**Extracted data:**

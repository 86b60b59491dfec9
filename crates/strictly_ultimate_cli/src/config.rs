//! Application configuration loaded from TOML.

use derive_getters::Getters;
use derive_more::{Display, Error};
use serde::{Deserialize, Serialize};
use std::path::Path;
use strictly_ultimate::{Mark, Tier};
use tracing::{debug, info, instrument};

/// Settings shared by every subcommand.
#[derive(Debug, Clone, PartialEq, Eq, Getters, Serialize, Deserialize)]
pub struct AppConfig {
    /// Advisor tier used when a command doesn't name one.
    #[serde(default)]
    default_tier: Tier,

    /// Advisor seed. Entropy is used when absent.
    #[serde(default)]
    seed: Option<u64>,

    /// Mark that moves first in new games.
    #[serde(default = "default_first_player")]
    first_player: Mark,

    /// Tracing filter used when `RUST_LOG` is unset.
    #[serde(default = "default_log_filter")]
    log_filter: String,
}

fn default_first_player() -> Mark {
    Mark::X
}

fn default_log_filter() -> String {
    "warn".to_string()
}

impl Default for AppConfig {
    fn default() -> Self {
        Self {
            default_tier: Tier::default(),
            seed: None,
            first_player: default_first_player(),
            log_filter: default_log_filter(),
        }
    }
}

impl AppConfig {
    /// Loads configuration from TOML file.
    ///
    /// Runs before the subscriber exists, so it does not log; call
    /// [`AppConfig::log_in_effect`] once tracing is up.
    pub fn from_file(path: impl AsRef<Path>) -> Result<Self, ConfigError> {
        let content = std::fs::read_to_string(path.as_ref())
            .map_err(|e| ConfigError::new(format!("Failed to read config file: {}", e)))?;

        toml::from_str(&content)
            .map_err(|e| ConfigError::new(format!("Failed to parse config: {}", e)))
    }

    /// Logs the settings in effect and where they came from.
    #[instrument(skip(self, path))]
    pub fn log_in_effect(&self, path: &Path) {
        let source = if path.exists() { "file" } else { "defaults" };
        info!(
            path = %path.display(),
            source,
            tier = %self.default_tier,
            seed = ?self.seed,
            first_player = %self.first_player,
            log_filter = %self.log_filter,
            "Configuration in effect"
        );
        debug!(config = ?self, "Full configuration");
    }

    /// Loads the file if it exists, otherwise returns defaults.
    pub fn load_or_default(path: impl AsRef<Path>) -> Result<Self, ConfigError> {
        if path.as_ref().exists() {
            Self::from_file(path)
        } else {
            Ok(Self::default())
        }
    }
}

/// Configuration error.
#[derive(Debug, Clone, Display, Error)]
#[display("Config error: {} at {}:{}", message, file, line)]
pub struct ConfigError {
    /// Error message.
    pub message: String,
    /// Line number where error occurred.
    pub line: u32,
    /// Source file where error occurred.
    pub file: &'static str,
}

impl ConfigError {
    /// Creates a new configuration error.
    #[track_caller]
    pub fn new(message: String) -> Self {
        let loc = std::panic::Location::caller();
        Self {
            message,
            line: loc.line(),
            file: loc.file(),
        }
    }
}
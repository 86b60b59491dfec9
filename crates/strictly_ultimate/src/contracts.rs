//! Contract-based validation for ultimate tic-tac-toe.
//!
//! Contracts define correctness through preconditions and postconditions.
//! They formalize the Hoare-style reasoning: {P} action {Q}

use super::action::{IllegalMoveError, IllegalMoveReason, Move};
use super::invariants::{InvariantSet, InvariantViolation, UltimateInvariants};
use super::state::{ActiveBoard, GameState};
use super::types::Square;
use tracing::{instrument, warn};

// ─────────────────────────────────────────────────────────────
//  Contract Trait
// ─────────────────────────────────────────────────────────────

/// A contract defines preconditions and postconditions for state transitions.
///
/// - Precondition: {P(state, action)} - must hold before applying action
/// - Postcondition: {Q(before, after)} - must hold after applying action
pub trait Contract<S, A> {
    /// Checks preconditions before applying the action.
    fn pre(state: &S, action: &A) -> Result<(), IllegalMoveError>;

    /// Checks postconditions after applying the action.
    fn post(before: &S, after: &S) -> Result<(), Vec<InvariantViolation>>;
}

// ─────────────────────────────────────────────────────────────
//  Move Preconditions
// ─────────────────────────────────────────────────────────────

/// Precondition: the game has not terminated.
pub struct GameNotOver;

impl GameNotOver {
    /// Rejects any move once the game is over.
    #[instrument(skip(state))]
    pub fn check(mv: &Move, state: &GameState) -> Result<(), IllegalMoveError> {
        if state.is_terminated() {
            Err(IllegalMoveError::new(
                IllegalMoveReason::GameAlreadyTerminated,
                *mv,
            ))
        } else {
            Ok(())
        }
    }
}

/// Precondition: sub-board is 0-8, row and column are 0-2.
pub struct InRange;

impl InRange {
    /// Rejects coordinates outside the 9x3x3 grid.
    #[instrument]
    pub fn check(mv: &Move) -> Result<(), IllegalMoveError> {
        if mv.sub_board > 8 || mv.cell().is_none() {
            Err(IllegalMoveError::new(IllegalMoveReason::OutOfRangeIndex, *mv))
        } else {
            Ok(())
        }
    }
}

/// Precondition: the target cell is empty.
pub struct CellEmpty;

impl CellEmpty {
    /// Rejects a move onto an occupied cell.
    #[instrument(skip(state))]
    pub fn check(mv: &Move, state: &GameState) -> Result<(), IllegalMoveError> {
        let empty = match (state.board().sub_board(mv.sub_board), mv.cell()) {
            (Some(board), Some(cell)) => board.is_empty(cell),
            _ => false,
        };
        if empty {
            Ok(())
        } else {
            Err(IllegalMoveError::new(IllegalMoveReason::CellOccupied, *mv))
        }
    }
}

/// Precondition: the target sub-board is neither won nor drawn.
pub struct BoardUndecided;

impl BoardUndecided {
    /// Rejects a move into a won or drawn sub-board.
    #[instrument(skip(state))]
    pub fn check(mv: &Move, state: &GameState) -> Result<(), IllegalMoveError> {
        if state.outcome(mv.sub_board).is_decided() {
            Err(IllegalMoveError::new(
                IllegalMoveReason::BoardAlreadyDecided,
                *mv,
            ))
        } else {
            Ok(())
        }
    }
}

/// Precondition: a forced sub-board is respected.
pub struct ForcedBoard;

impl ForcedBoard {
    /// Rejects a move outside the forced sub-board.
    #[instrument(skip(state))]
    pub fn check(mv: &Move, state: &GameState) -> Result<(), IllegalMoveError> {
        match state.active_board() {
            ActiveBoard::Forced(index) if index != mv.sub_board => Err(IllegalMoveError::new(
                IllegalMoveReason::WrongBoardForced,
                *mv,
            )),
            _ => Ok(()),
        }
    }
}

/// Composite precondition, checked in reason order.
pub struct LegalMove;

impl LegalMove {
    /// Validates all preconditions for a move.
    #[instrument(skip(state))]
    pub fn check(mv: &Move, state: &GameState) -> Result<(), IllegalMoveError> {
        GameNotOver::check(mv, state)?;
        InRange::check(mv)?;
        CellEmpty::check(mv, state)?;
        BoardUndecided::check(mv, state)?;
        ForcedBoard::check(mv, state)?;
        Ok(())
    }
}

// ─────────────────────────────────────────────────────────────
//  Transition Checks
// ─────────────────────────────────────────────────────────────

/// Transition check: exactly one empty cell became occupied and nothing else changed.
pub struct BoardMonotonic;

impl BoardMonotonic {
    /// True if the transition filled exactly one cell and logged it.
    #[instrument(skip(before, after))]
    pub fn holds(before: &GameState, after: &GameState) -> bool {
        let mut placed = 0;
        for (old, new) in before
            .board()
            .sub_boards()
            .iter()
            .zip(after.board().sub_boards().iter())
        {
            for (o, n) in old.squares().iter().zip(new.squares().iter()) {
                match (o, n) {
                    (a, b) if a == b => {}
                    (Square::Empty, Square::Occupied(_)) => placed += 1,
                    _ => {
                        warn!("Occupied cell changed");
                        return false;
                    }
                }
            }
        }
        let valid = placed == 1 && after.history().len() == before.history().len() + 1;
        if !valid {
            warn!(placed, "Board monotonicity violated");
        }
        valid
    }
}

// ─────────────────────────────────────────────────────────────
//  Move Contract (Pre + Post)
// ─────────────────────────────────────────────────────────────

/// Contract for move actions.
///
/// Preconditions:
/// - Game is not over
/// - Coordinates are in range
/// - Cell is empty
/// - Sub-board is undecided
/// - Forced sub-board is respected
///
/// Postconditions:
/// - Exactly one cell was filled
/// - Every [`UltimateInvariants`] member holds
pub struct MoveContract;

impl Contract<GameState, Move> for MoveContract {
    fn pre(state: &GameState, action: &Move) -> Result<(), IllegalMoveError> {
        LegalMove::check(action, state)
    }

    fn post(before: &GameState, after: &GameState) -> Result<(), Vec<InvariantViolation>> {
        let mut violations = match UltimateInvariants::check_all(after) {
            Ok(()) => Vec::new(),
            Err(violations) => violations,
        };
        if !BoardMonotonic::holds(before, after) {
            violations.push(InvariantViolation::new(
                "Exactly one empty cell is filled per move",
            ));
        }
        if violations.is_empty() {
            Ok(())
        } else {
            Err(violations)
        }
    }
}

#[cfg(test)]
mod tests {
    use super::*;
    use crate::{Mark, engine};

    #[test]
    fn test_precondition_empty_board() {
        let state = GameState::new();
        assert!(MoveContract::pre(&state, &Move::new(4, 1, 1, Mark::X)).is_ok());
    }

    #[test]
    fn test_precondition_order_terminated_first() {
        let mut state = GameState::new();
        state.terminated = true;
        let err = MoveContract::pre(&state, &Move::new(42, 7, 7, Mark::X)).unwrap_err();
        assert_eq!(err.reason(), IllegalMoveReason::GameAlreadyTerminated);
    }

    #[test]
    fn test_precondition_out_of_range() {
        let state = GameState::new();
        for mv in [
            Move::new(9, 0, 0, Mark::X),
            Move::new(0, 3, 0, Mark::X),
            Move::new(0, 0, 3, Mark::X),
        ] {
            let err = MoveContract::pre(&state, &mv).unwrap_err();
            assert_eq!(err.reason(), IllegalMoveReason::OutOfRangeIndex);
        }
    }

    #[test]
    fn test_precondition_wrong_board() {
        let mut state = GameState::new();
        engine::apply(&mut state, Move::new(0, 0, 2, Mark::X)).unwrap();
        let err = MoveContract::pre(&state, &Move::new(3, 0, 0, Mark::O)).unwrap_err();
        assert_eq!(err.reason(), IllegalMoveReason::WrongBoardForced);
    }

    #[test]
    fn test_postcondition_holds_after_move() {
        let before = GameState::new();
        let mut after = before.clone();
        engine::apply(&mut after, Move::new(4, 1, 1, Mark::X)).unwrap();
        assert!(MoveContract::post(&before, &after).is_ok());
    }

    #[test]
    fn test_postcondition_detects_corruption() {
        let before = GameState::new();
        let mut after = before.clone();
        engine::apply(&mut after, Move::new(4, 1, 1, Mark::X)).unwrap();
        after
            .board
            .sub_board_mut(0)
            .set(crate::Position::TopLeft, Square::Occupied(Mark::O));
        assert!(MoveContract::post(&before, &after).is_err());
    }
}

**What is required:** Set the entries down again exactly, beginning with their first line and ending with the line that contains "in new games."; omit all other lines.

**Response to the task:**
repository 86b60b59491dfec9
filename crates/strictly_ultimate_cli/src/config.rs
//! Application configuration loaded from TOML.

use derive_getters::Getters;
use derive_more::{Display, Error};
use serde::{Deserialize, Serialize};
use std::path::Path;
use strictly_ultimate::{Mark, Tier};
use tracing::{debug, info, instrument};

/// Settings shared by every subcommand.
#[derive(Debug, Clone, PartialEq, Eq, Getters, Serialize, Deserialize)]
pub struct AppConfig {
    /// Advisor tier used when a command doesn't name one.
    #[serde(default)]
    default_tier: Tier,

    /// Advisor seed. Entropy is used when absent.
    #[serde(default)]
    seed: Option<u64>,

    /// Mark that moves first in new games.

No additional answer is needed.